-- Material supplied follows --

//! Destroy: hand teardown to the task executor.

use tracing::info;

use super::Orchestrator;
use crate::cloud::CloudApi;
use crate::context::NodeTarget;
use crate::error::OpsError;
use crate::executor::{DESTROY_INSTANCE, TaskExecutor};
use crate::ssh::RemoteShell;

impl<C, X, S> Orchestrator<C, X, S>
where
    C: CloudApi,
    X: TaskExecutor,
    S: RemoteShell,
{
    /// Destroys `target`. No host lookup is made.
    ///
    /// # Errors
    ///
    /// Returns [`OpsError::Executor`] when the destroy playbook fails.
    pub fn destroy(&self, target: &NodeTarget, node_ip: Option<&str>) -> Result<(), OpsError> {
        let mut ctx = target.base_context();
        if let Some(ip) = node_ip {
            ctx.set("node_ip", ip);
        }
        self.run_playbook(DESTROY_INSTANCE, &ctx, None)?;
        info!(node = %target.name, "instance destroyed");
        Ok(())
    }
}
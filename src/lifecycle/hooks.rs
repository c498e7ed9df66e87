//! Custom hooks staged on a node and executed over SSH.

use std::collections::BTreeMap;
use std::fmt;
use std::str::FromStr;
use std::sync::LazyLock;

use camino::Utf8PathBuf;
use regex::Regex;
use shell_escape::unix::escape;
use tracing::{info, warn};

use super::Orchestrator;
use crate::cloud::CloudApi;
use crate::context::{NodeTarget, SSH_USER};
use crate::error::OpsError;
use crate::executor::TaskExecutor;
use crate::ssh::RemoteShell;

/// Trigger that runs before the service user exists.
pub const PRE_NODE_PROVISION: &str = "PreNodeProvision";

#[expect(clippy::expect_used, reason = "pattern is a literal")]
static RUNTIME_ARG_KEY: LazyLock<Regex> =
    LazyLock::new(|| Regex::new(r"^[A-Za-z0-9_-]+$").expect("valid regex"));

/// Interpreter for a hook script.
#[derive(Clone, Copy, Debug, Eq, PartialEq)]
pub enum ExecutionLang {
    /// `bash`.
    Bash,
    /// `python`.
    Python,
}

impl ExecutionLang {
    /// Interpreter command.
    #[must_use]
    pub const fn command(self) -> &'static str {
        match self {
            Self::Bash => "bash",
            Self::Python => "python",
        }
    }
}

impl fmt::Display for ExecutionLang {
    fn fmt(&self, f: &mut fmt::Formatter<'_>) -> fmt::Result {
        match self {
            Self::Bash => f.write_str("Bash"),
            Self::Python => f.write_str("Python"),
        }
    }
}

impl FromStr for ExecutionLang {
    type Err = OpsError;

    fn from_str(value: &str) -> Result<Self, Self::Err> {
        match value {
            "Bash" => Ok(Self::Bash),
            "Python" => Ok(Self::Python),
            other => Err(OpsError::invalid(format!(
                "execution language {other} is not valid, must be Bash or Python"
            ))),
        }
    }
}

/// A hook to run on one node.
#[derive(Clone, Debug, Eq, PartialEq)]
pub struct HookRequest {
    /// Interpreter.
    pub lang: ExecutionLang,
    /// Event that triggered the hook.
    pub trigger: String,
    /// Local path of the hook script.
    pub hook_path: Utf8PathBuf,
    /// Task that is running the hook.
    pub parent_task: String,
    /// Run with `sudo` as the SSH user.
    pub use_sudo: bool,
    /// Extra `--key value` arguments.
    pub runtime_args: BTreeMap<String, String>,
}

impl HookRequest {
    fn runs_before_provisioning(&self) -> bool {
        self.trigger == PRE_NODE_PROVISION
    }

    /// Checks that every runtime argument key is a plain flag name.
    ///
    /// # Errors
    ///
    /// Returns [`OpsError::InvalidRequest`] naming the first key outside
    /// `[A-Za-z0-9_-]`.
    pub fn validate(&self) -> Result<(), OpsError> {
        self.runtime_args
            .keys()
            .find(|key| !RUNTIME_ARG_KEY.is_match(key))
            .map_or(Ok(()), |key| {
                Err(OpsError::invalid(format!(
                    "hook runtime argument {key:?} may only contain letters, digits, '_' and '-'"
                )))
            })
    }

    /// Remote command line for the hook staged at `staged`.
    ///
    /// # Errors
    ///
    /// Returns [`OpsError::InvalidRequest`] when a runtime argument key is
    /// not a plain flag name.
    pub fn command_line(&self, staged: &str) -> Result<String, OpsError> {
        self.validate()?;
        let mut command = String::new();
        if self.use_sudo {
            command.push_str("sudo ");
        }
        command.push_str(&format!(
            "{} {} --parent_task {} --trigger {}",
            self.lang.command(),
            escape(staged.into()),
            escape(self.parent_task.as_str().into()),
            escape(self.trigger.as_str().into()),
        ));
        for (key, value) in &self.runtime_args {
            command.push_str(&format!(" --{key} {}", escape(value.as_str().into())));
        }
        Ok(command)
    }
}

impl<C, X, S> Orchestrator<C, X, S>
where
    C: CloudApi,
    X: TaskExecutor,
    S: RemoteShell,
{
    /// Stages and runs a hook, then removes it.
    ///
    /// Hooks run as the service user unless `use_sudo` is set or the trigger
    /// is [`PRE_NODE_PROVISION`], in which case the SSH user runs them.
    ///
    /// # Errors
    ///
    /// Returns [`OpsError::InvalidRequest`] for malformed runtime argument
    /// keys, a recoverable timeout when the node is unreachable, or a fatal
    /// error when staging or the hook itself fails. A failed cleanup is only
    /// logged.
    pub async fn run_hooks(
        &self,
        target: &NodeTarget,
        hook: &HookRequest,
    ) -> Result<(), OpsError> {
        hook.validate()?;
        let default_preferred = hook.runs_before_provisioning();
        let user = if hook.use_sudo || default_preferred {
            target.ssh_user.clone()
        } else {
            self.config.service_user.clone()
        };

        let mut ctx = target.base_context();
        ctx.set(SSH_USER, user);
        self.waiter()
            .wait_for_host(target, &mut ctx, default_preferred)
            .await?;
        let endpoint = ctx.endpoint()?;

        let staged = self
            .stage(&target.name, &endpoint, &hook.hook_path)
            .map_err(|_| OpsError::Remote {
                target: target.name.clone(),
                message: format!("could not transfer hook {} to the node", hook.hook_path),
            })?;

        info!(node = %target.name, trigger = %hook.trigger, hook = %hook.hook_path, "running hook");
        let output = self.remote(&target.name, &endpoint, &hook.command_line(&staged)?)?;
        if !output.is_success() {
            return Err(OpsError::Remote {
                target: target.name.clone(),
                message: format!("custom hook failed: {}", output.stderr.trim()),
            });
        }

        let cleanup = format!("rm {}", escape(staged.as_str().into()));
        match self.remote(&target.name, &endpoint, &cleanup) {
            Ok(removed) if removed.is_success() => {}
            Ok(removed) => {
                warn!(node = %target.name, stderr = %removed.stderr.trim(), "failed deleting hook");
            }
            Err(err) => warn!(node = %target.name, error = %err, "failed deleting hook"),
        }
        Ok(())
    }
}

#[cfg(test)]
mod tests {
    use rstest::rstest;

    use super::*;

    fn hook(use_sudo: bool) -> HookRequest {
        HookRequest {
            lang: ExecutionLang::Python,
            trigger: String::from("PostNodeProvision"),
            hook_path: Utf8PathBuf::from("/hooks/tune.py"),
            parent_task: String::from("CreateUniverse"),
            use_sudo,
            runtime_args: BTreeMap::from([(String::from("level"), String::from("high"))]),
        }
    }

    fn command_line(hook: &HookRequest, staged: &str) -> String {
        hook.command_line(staged)
            .unwrap_or_else(|err| panic!("command line should build: {err}"))
    }

    #[test]
    fn command_line_includes_runtime_args() {
        assert_eq!(
            command_line(&hook(false), "/tmp/tune.py"),
            "python /tmp/tune.py --parent_task CreateUniverse \
             --trigger PostNodeProvision --level high"
        );
    }

    #[test]
    fn sudo_prefixes_command() {
        let line = command_line(&hook(true), "/var/tmp/tune.py");
        assert!(line.starts_with("sudo python /var/tmp/tune.py"), "got {line}");
    }

    #[rstest]
    #[case("level; rm -rf /")]
    #[case("level high")]
    #[case("$(reboot)")]
    #[case("")]
    fn shell_metacharacters_in_runtime_arg_keys_are_rejected(#[case] key: &str) {
        let mut request = hook(false);
        request.runtime_args.insert(key.to_owned(), String::from("x"));

        let Err(err) = request.command_line("/tmp/tune.py") else {
            panic!("key {key:?} must be rejected");
        };
        assert!(matches!(err, OpsError::InvalidRequest { .. }), "got {err:?}");
    }

    #[test]
    fn dashed_runtime_arg_keys_are_accepted() {
        let mut request = hook(false);
        request.runtime_args.insert(String::from("max-conns_2"), String::from("10"));

        assert!(command_line(&request, "/tmp/tune.py").ends_with("--max-conns_2 10"));
    }

    #[test]
    fn unknown_language_is_rejected() {
        let Err(err) = "Ruby".parse::<ExecutionLang>() else {
            panic!("Ruby is not supported");
        };
        assert!(matches!(err, OpsError::InvalidRequest { .. }));
    }
}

-- Material supplied concluded --

**The task:**
Return the entries exactly through the "pub enum ExecutionLang" line.

**Response below:**
//! Destroy: hand teardown to the task executor.

use tracing::info;

use super::Orchestrator;
use crate::cloud::CloudApi;
use crate::context::NodeTarget;
use crate::error::OpsError;
use crate::executor::{DESTROY_INSTANCE, TaskExecutor};
use crate::ssh::RemoteShell;

impl<C, X, S> Orchestrator<C, X, S>
where
    C: CloudApi,
    X: TaskExecutor,
    S: RemoteShell,
{
    /// Destroys `target`. No host lookup is made.
    ///
    /// # Errors
    ///
    /// Returns [`OpsError::Executor`] when the destroy playbook fails.
    pub fn destroy(&self, target: &NodeTarget, node_ip: Option<&str>) -> Result<(), OpsError> {
        let mut ctx = target.base_context();
        if let Some(ip) = node_ip {
            ctx.set("node_ip", ip);
        }
        self.run_playbook(DESTROY_INSTANCE, &ctx, None)?;
        info!(node = %target.name, "instance destroyed");
        Ok(())
    }
}
filename src/lifecycle/hooks.rs
repository c498e7ed9df66e87
//! Custom hooks staged on a node and executed over SSH.

use std::collections::BTreeMap;
use std::fmt;
use std::str::FromStr;
use std::sync::LazyLock;

use camino::Utf8PathBuf;
use regex::Regex;
use shell_escape::unix::escape;
use tracing::{info, warn};

use super::Orchestrator;
use crate::cloud::CloudApi;
use crate::context::{NodeTarget, SSH_USER};
use crate::error::OpsError;
use crate::executor::TaskExecutor;
use crate::ssh::RemoteShell;

/// Trigger that runs before the service user exists.
pub const PRE_NODE_PROVISION: &str = "PreNodeProvision";

#[expect(clippy::expect_used, reason = "pattern is a literal")]
static RUNTIME_ARG_KEY: LazyLock<Regex> =
    LazyLock::new(|| Regex::new(r"^[A-Za-z0-9_-]+$").expect("valid regex"));

/// Interpreter for a hook script.
#[derive(Clone, Copy, Debug, Eq, PartialEq)]
pub enum ExecutionLang {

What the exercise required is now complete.